* **Aim of the exercise**: Scan the records below for lines with the word "fitted", then state how many you find and nothing else.
START Data shown
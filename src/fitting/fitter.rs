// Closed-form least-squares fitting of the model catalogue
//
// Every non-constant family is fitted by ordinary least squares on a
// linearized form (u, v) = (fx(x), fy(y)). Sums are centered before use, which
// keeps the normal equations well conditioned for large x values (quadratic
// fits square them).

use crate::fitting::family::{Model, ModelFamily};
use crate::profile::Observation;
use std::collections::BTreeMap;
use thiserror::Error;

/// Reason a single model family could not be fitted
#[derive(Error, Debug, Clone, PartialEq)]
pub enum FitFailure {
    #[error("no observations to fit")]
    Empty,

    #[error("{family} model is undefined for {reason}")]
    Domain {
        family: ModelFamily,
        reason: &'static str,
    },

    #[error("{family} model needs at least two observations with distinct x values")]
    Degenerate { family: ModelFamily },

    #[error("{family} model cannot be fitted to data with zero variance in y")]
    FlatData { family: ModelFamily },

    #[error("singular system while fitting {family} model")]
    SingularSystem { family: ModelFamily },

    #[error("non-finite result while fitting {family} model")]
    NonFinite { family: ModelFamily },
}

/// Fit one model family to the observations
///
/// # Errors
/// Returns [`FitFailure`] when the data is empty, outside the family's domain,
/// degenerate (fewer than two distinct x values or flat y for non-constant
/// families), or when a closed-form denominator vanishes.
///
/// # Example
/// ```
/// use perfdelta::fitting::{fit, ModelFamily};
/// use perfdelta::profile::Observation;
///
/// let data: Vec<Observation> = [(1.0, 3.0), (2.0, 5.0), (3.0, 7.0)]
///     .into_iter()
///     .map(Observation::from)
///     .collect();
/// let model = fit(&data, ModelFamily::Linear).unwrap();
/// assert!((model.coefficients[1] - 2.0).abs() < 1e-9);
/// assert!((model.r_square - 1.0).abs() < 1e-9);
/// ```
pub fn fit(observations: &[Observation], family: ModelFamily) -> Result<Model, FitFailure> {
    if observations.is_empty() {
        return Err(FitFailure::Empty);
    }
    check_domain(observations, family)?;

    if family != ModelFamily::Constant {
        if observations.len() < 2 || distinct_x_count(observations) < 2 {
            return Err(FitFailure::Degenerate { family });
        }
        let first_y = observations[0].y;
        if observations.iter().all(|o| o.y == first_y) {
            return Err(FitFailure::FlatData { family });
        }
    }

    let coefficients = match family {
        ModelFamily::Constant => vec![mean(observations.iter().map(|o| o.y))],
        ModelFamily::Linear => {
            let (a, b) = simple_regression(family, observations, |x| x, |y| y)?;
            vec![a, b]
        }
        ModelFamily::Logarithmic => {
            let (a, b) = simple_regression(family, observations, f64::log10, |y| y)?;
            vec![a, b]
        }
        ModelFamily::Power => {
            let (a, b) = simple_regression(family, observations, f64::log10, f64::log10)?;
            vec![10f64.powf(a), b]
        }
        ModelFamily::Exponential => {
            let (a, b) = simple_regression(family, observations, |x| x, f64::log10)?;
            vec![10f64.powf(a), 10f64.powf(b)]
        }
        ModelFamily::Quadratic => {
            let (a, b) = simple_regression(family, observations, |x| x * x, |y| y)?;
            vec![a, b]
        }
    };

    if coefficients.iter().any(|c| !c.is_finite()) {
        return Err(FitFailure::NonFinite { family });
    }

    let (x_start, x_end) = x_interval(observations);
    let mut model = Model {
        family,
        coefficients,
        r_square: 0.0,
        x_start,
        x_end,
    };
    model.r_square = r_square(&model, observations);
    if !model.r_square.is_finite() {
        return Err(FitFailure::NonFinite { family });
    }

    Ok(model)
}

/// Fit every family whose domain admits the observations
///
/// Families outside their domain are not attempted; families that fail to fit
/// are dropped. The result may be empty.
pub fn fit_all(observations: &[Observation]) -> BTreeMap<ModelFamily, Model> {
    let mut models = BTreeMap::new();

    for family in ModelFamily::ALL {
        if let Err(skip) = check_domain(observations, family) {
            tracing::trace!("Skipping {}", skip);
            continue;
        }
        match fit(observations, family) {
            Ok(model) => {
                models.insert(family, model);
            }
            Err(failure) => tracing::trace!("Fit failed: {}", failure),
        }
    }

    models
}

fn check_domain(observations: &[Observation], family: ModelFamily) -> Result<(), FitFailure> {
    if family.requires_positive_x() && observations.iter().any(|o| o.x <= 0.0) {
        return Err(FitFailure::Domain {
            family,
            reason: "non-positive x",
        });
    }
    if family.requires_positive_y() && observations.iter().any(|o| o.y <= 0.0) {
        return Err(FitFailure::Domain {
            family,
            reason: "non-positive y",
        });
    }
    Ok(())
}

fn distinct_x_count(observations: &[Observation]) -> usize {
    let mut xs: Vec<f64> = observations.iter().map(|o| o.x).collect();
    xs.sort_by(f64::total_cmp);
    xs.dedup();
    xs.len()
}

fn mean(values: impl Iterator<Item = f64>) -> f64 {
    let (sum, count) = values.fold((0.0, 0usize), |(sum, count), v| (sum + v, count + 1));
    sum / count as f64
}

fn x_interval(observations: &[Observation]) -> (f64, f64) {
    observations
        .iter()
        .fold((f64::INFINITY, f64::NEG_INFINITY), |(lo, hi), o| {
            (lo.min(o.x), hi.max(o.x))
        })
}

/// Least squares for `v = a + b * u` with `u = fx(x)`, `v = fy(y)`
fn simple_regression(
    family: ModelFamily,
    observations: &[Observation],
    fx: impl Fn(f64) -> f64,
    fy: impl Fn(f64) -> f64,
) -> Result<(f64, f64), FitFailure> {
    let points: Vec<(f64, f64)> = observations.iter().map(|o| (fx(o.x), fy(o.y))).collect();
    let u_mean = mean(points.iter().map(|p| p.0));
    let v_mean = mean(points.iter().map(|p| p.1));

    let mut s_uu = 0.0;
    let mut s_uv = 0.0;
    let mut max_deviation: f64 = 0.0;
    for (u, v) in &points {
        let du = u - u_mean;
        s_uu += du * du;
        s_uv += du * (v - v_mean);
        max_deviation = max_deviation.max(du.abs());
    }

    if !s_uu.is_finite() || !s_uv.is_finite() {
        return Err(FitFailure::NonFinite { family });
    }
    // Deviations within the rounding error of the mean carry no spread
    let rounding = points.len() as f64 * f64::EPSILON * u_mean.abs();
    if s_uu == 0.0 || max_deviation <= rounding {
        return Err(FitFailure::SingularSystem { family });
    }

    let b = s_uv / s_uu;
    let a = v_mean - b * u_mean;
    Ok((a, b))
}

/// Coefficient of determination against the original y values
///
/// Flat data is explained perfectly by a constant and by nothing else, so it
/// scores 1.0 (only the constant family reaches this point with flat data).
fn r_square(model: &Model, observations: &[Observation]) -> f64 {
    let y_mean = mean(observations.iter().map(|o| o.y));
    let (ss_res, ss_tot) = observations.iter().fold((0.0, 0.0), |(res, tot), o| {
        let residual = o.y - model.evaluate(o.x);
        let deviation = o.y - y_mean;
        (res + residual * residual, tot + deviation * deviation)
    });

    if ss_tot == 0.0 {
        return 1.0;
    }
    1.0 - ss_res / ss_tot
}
END Data shown
* **Output for this exercise**: 3